We’re all familiar with the image of an enormous rocket taking off from Earth, thrusters spewing out flame and smoke, powering the craft through the atmosphere and out into space.

But once the rocket has reached its destination, whether that’s in Earth’s orbit or circling another planet, other thrusters come into play, and they’re just as important as those that blast off from Earth.

Rockets, satellites, and any other object humans send into space must regularly complete orbital manoeuvres; this might be to avoid colliding with another satellite or object, to get into a better orbit, or to even allow passengers to transfer between spacecrafts, such as at the International Space Station.


One common form of thruster used in space are cold/warm gas thrusters. These thrusters accelerate a propellant gas, sometimes heated to increase efficiency, through a rocket nozzle to create thrust force capable of controlling a spacecraft’s movement.

They are the simplest form of thruster, much easier to design, manufacture and operate than thrusters that rely on combustion or a chemical reaction to work.

However, this simplicity means the choice of which propellant to use is paramount.

UNSW Canberra researcher, Dr Trevor Lafleur, together with collaborator Javier Martinez Martinez based in Germany, recently completed one of the most comprehensive evaluations to date looking at   almost 5000 possible propellants to determine which are the most effective for use in space missions.

Dr Lafleur said the evaluation could have important consequences for the space industry.

“A wide range of propellants have been used in previous space missions,” Dr Lafleur said.

“Nitrogen has been used frequently, as well as more unusual and rare substances like xenon, krypton, argon, and even iodine.

“However, recently the space industry has become increasingly interested in alternative propellants.

"Selecting a propellant is not an easy task as it can affect the design, operation, and performance of the propulsion system, and consequently also affect the mission.

“There is a broad range of considerations when choosing a propellant, such as cost, toxicity, safety and whether the substance is easily available.

“For example, some gases need to be stored at very high pressure which can be an explosion risk or require specialized equipment and trained personnel. But other propellants, like many that we studied, can be safely stored unpressurised as a liquid or solid.”

The space industry commonly uses a metric called ‘specific impulse’ which provides a measure of the fuel efficiency of a propulsion system; but it has its flaws.

While it gives an indication of fuel efficiency, it ignores some other critical factors, such as the actual amount of propellant needed to effectively complete manoeuvres and therefore the size and mass of the fuel tank required.

“So, you might pick a propellant with a good fuel efficiency, but the size and mass of the storage tank may be so large that it completely cancels out any fuel efficiency benefit you thought you had,” Dr Lafleur said.

To account for this limitation, Dr Lafleur and his colleagues introduced a novel and little-known metric which they called ‘effective specific impulse’. This provides a more comprehensive assessment of the propellant and entire propulsion system, as it accounts for not only the mass of the propellant, but also the mass of all the other hardware (such as the storage tank) needed to successfully use the substance.

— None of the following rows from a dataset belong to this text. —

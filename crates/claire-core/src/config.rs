//! Configuration management for CLAIRE services.
//!
//! A single [`ClaireConfig`] document is resolved once per process (§4.1) and
//! then frozen — components receive an `Arc<ClaireConfig>` at construction,
//! never a global. [`ConfigLoader::resolve`] implements the precedence chain:
//! a remote document fetched by the caller (typically via `claire-storage`),
//! then a local file, then built-in defaults with a warning.

use std::collections::HashMap;
use std::path::Path;

use tracing::warn;
use typed_builder::TypedBuilder;

use crate::error::ClaireError;
use crate::types::Environment;

/// Identity provider selection (§4.1 `auth.provider`).
#[derive(Debug, Clone, Copy, PartialEq, Eq, serde::Serialize, serde::Deserialize)]
#[serde(rename_all = "lowercase")]
pub enum AuthProviderKind {
    /// Externally hosted identity pool (e.g. Cognito).
    Cognito,
    /// Self-hosted signed-token provider.
    Jwt,
}

/// One group's description and granted permission strings.
#[derive(Debug, Clone, serde::Serialize, serde::Deserialize)]
pub struct GroupConfig {
    /// Human-readable description of the group's purpose.
    #[serde(default)]
    pub description: String,
    /// Permission strings granted to members of this group.
    #[serde(default)]
    pub permissions: Vec<String>,
}

/// Authentication configuration (§4.1 `auth.*`).
#[derive(Debug, Clone, Default, serde::Serialize, serde::Deserialize)]
pub struct AuthConfig {
    /// Which provider implementation to construct.
    pub provider: Option<AuthProviderKind>,
    /// Managed pool id (Cognito user pool id).
    pub pool_id: Option<String>,
    /// Managed pool client id.
    pub client_id: Option<String>,
    /// Managed pool region.
    pub region: Option<String>,
    /// Self-hosted signing secret (HMAC) or PEM key material (RSA).
    pub secret: Option<String>,
    /// Self-hosted signing algorithm, e.g. `HS256`, `RS256`.
    pub algorithm: Option<String>,
    /// Expected `iss` claim.
    pub issuer: Option<String>,
    /// Expected `aud` claim.
    pub audience: Option<String>,
    /// Group name to description/permissions mapping.
    #[serde(default)]
    pub groups: HashMap<String, GroupConfig>,
}

/// Storage backend selection (§4.1 `storage.*`).
#[derive(Debug, Clone, Copy, PartialEq, Eq, serde::Serialize, serde::Deserialize)]
#[serde(rename_all = "lowercase")]
pub enum StorageBackendKind {
    /// Local filesystem, for development.
    Local,
    /// Object storage (S3), for production.
    Object,
}

/// The four logical buckets every deployment provisions.
#[derive(Debug, Clone, serde::Serialize, serde::Deserialize)]
pub struct BucketsConfig {
    /// SOP documents, owned by the forms namespace.
    pub forms: String,
    /// Draft autosave state.
    pub drafts: String,
    /// Finalized submissions.
    pub eln: String,
    /// Lambda-adjacent scratch space (outside this spec's scope beyond naming).
    pub lambda: String,
}

impl Default for BucketsConfig {
    fn default() -> Self {
        Self {
            forms: "forms".to_owned(),
            drafts: "drafts".to_owned(),
            eln: "eln".to_owned(),
            lambda: "lambda".to_owned(),
        }
    }
}

/// Storage configuration (§4.1 `storage.*`).
#[derive(Debug, Clone, serde::Serialize, serde::Deserialize)]
pub struct StorageConfig {
    /// Which backend implementation to construct.
    pub backend: StorageBackendKind,
    /// Logical bucket names within the backend.
    #[serde(default)]
    pub buckets: BucketsConfig,
    /// Root directory for the local backend (ignored by the object backend).
    #[serde(default = "default_local_root")]
    pub local_root: String,
}

fn default_local_root() -> String {
    "/var/lib/claire/data".to_owned()
}

impl Default for StorageConfig {
    fn default() -> Self {
        Self {
            backend: StorageBackendKind::Local,
            buckets: BucketsConfig::default(),
            local_root: default_local_root(),
        }
    }
}

/// File upload configuration (§4.1 `files.*`).
#[derive(Debug, Clone, serde::Serialize, serde::Deserialize)]
pub struct FilesConfig {
    /// Maximum size, in bytes, accepted for any single file.
    pub max_size_bytes: u64,
    /// Maximum size accepted for the inline (request-body) upload path.
    pub max_size_bytes_inline: u64,
    /// Allowed media types, checked against both declared and sniffed type.
    pub allowed_media_types: Vec<String>,
    /// Part size used when a presigned upload is chunked by the client.
    pub upload_part_size: u64,
    /// Age (seconds) an unbound upload must reach before the sweep removes it.
    pub orphan_sweep_after_seconds: u64,
    /// Cadence, in seconds, of the background orphan-sweep routine.
    #[serde(default = "default_sweep_interval_seconds")]
    pub sweep_interval_seconds: u64,
}

fn default_sweep_interval_seconds() -> u64 {
    60 * 60
}

impl Default for FilesConfig {
    fn default() -> Self {
        Self {
            max_size_bytes: 100 * 1024 * 1024,
            max_size_bytes_inline: 6 * 1024 * 1024,
            allowed_media_types: vec![
                "image/png".to_owned(),
                "image/jpeg".to_owned(),
                "application/pdf".to_owned(),
                "application/vnd.openxmlformats-officedocument.wordprocessingml.document".to_owned(),
                "text/csv".to_owned(),
                "text/plain".to_owned(),
            ],
            upload_part_size: 8 * 1024 * 1024,
            orphan_sweep_after_seconds: 24 * 60 * 60,
            sweep_interval_seconds: default_sweep_interval_seconds(),
        }
    }
}

/// Draft store configuration (§4.1 `drafts.*`).
#[derive(Debug, Clone, serde::Serialize, serde::Deserialize)]
pub struct DraftsConfig {
    /// Seconds a draft may go unmodified before it is considered expired.
    pub ttl_seconds: u64,
    /// Maximum number of live drafts a single owner may hold.
    pub max_per_user: usize,
}

impl Default for DraftsConfig {
    fn default() -> Self {
        Self {
            ttl_seconds: 7 * 24 * 60 * 60,
            max_per_user: 50,
        }
    }
}

/// The frozen, process-wide CLAIRE configuration document (§4.1).
#[derive(Debug, Clone, TypedBuilder, serde::Serialize, serde::Deserialize)]
pub struct ClaireConfig {
    /// Deployment environment; drives provider enforcement.
    #[builder(default = Environment::Dev)]
    pub environment: Environment,
    /// Organization namespace, required and non-empty.
    pub organization: String,
    /// Authentication configuration.
    #[builder(default)]
    pub auth: AuthConfig,
    /// Storage configuration.
    #[builder(default)]
    pub storage: StorageConfig,
    /// File upload configuration.
    #[builder(default)]
    pub files: FilesConfig,
    /// Draft store configuration.
    #[builder(default)]
    pub drafts: DraftsConfig,
}

impl Default for ClaireConfig {
    fn default() -> Self {
        Self {
            environment: Environment::Dev,
            organization: String::new(),
            auth: AuthConfig::default(),
            storage: StorageConfig::default(),
            files: FilesConfig::default(),
            drafts: DraftsConfig::default(),
        }
    }
}

impl ClaireConfig {
    /// Validate the document against the constraints in §4.1.
    ///
    /// # Errors
    /// Returns [`ClaireError::ConfigInvalid`] if required keys are missing, or
    /// [`ClaireError::ConfigProviderMismatch`] if the environment/provider
    /// enforcement rule is violated.
    pub fn validate(&self, running_as_managed_function: bool) -> Result<(), ClaireError> {
        if self.organization.trim().is_empty() {
            return Err(ClaireError::ConfigInvalid(
                "organization must be non-empty".to_owned(),
            ));
        }

        match self.auth.provider {
            None => {
                return Err(ClaireError::ConfigInvalid(
                    "auth.provider must be set".to_owned(),
                ));
            }
            Some(AuthProviderKind::Cognito) => {
                if self.auth.pool_id.is_none() || self.auth.client_id.is_none() {
                    return Err(ClaireError::ConfigInvalid(
                        "auth.pool_id and auth.client_id are required for the cognito provider"
                            .to_owned(),
                    ));
                }
            }
            Some(AuthProviderKind::Jwt) => {
                if self.auth.secret.is_none() || self.auth.algorithm.is_none() {
                    return Err(ClaireError::ConfigInvalid(
                        "auth.secret and auth.algorithm are required for the jwt provider"
                            .to_owned(),
                    ));
                }
            }
        }

        if self.environment.requires_managed_auth()
            && running_as_managed_function
            && self.auth.provider != Some(AuthProviderKind::Cognito)
        {
            return Err(ClaireError::ConfigProviderMismatch(format!(
                "environment {} on a managed function requires the cognito provider",
                self.environment
            )));
        }

        Ok(())
    }
}

/// Resolves a single [`ClaireConfig`] per the §4.1 precedence chain.
#[derive(Debug, Default)]
pub struct ConfigLoader;

impl ConfigLoader {
    /// Resolve the configuration document.
    ///
    /// `remote_json` is the caller-fetched bytes from the storage backend's
    /// well-known config key, if any. `file_path` is consulted next. If
    /// neither source produces a document, [`ClaireConfig::default`] is used
    /// and a warning is logged.
    ///
    /// # Errors
    /// Returns [`ClaireError::ConfigInvalid`] if a source parses but fails
    /// validation, or if the discovered document is malformed JSON/YAML.
    pub fn resolve(
        remote_json: Option<&[u8]>,
        file_path: Option<&Path>,
        running_as_managed_function: bool,
    ) -> Result<ClaireConfig, ClaireError> {
        let config = if let Some(bytes) = remote_json {
            serde_json::from_slice(bytes)
                .map_err(|e| ClaireError::ConfigInvalid(format!("remote config: {e}")))?
        } else if let Some(path) = file_path.filter(|p| p.exists()) {
            let text = std::fs::read_to_string(path)
                .map_err(|e| ClaireError::ConfigInvalid(format!("config file: {e}")))?;
            serde_json::from_str(&text)
                .map_err(|e| ClaireError::ConfigInvalid(format!("config file: {e}")))?
        } else {
            warn!("no configuration source found, falling back to built-in defaults");
            ClaireConfig::default()
        };

        config.validate(running_as_managed_function)?;
        Ok(config)
    }
}

#[cfg(test)]
mod tests {
    use super::*;

    fn base_config() -> ClaireConfig {
        ClaireConfig {
            organization: "acme".to_owned(),
            auth: AuthConfig {
                provider: Some(AuthProviderKind::Jwt),
                secret: Some("s".to_owned()),
                algorithm: Some("HS256".to_owned()),
                ..Default::default()
            },
            ..Default::default()
        }
    }

    #[test]
    fn test_should_reject_empty_organization() {
        let mut config = base_config();
        config.organization.clear();
        assert!(config.validate(false).is_err());
    }

    #[test]
    fn test_should_reject_missing_provider() {
        let mut config = base_config();
        config.auth.provider = None;
        assert!(config.validate(false).is_err());
    }

    #[test]
    fn test_should_reject_jwt_provider_on_managed_function_in_prod() {
        let mut config = base_config();
        config.environment = Environment::Prod;
        assert!(matches!(
            config.validate(true),
            Err(ClaireError::ConfigProviderMismatch(_))
        ));
    }

    #[test]
    fn test_should_allow_jwt_provider_in_prod_off_managed_function() {
        let mut config = base_config();
        config.environment = Environment::Prod;
        assert!(config.validate(false).is_ok());
    }

    #[test]
    fn test_should_allow_cognito_provider_on_managed_function_in_prod() {
        let mut config = base_config();
        config.environment = Environment::Prod;
        config.auth = AuthConfig {
            provider: Some(AuthProviderKind::Cognito),
            pool_id: Some("pool".to_owned()),
            client_id: Some("client".to_owned()),
            ..Default::default()
        };
        assert!(config.validate(true).is_ok());
    }

    #[test]
    fn test_should_resolve_from_remote_bytes() {
        let config = base_config();
        let json = serde_json::to_vec(&config).unwrap();
        let resolved = ConfigLoader::resolve(Some(&json), None, false).unwrap();
        assert_eq!(resolved.organization, "acme");
    }

    #[test]
    fn test_should_fall_back_to_defaults_when_invalid() {
        let resolved = ConfigLoader::resolve(None, None, false);
        assert!(resolved.is_err(), "defaults have no organization set");
    }
}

Using the new effective specific impulse measurement Dr Lafleur and Mr Martinez Martinez determined that water was one of the most attractive and useful propellants. Several other common substances, such as ammonia and propane, were found to be among the top 10 most effective.

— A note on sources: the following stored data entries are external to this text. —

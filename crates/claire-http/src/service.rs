//! The hyper `Service` implementation tying [`crate::dispatch`] to a real
//! connection: body collection, a request-id assigned per call, and common
//! response headers.

use std::convert::Infallible;
use std::future::Future;
use std::pin::Pin;
use std::sync::Arc;

use http_body_util::BodyExt;
use hyper::body::Incoming;
use hyper::service::Service;
use tracing::{debug, error};
use uuid::Uuid;

use crate::body::ClaireBody;
use crate::state::AppState;

/// Static service-level configuration, distinct from the frozen
/// [`claire_core::ClaireConfig`] document `AppState` carries.
#[derive(Debug, Clone, Default)]
pub struct ClaireHttpConfig {
    /// Server name reported on every response's `Server` header.
    pub server_name: String,
}

/// Binds [`crate::dispatch`] to hyper's `Service` trait for a single
/// listening socket.
#[derive(Debug, Clone)]
pub struct ClaireHttpService {
    state: Arc<AppState>,
    config: Arc<ClaireHttpConfig>,
}

impl ClaireHttpService {
    /// Construct a service over the given application state.
    #[must_use]
    pub fn new(state: Arc<AppState>, config: ClaireHttpConfig) -> Self {
        Self {
            state,
            config: Arc::new(config),
        }
    }
}

impl Service<http::Request<Incoming>> for ClaireHttpService {
    type Response = http::Response<ClaireBody>;
    type Error = Infallible;
    type Future = Pin<Box<dyn Future<Output = Result<Self::Response, Self::Error>> + Send>>;

    fn call(&self, req: http::Request<Incoming>) -> Self::Future {
        let state = Arc::clone(&self.state);
        let config = Arc::clone(&self.config);

        Box::pin(async move {
            let request_id = Uuid::new_v4().to_string();
            let (parts, incoming) = req.into_parts();
            let method = parts.method.clone();
            let path = parts.uri.path().to_owned();

            debug!(%method, %path, request_id, "handling request");

            let body = match incoming.collect().await {
                Ok(collected) => collected.to_bytes(),
                Err(e) => {
                    error!(error = %e, request_id, "failed to collect request body");
                    let err = claire_core::ClaireError::Internal(anyhow::anyhow!(e));
                    let response = crate::envelope::error(&err);
                    return Ok(add_common_headers(response, &request_id, &config));
                }
            };

            let response = crate::dispatch(&state, parts, body).await;
            Ok(add_common_headers(response, &request_id, &config))
        })
    }
}

fn add_common_headers(
    mut response: http::Response<ClaireBody>,
    request_id: &str,
    config: &ClaireHttpConfig,
) -> http::Response<ClaireBody> {
    let headers = response.headers_mut();
    if let Ok(value) = http::HeaderValue::from_str(request_id) {
        headers.insert("x-request-id", value);
    }
    if !config.server_name.is_empty() {
        if let Ok(value) = http::HeaderValue::from_str(&config.server_name) {
            headers.insert(http::header::SERVER, value);
        }
    }
    response
}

“In this project we ranked almost 5000 different propellants in the hope it can offer government space agencies like NASA, private space operators, and other researchers a clear picture of the most useful propellant for their particular mission,” Dr Lafleur said.

“The industry can now consult our rankings and easily use this as a basis to determine which substance will suit their needs best and hopefully take some of the guesswork out of picking the most suitable propellant.”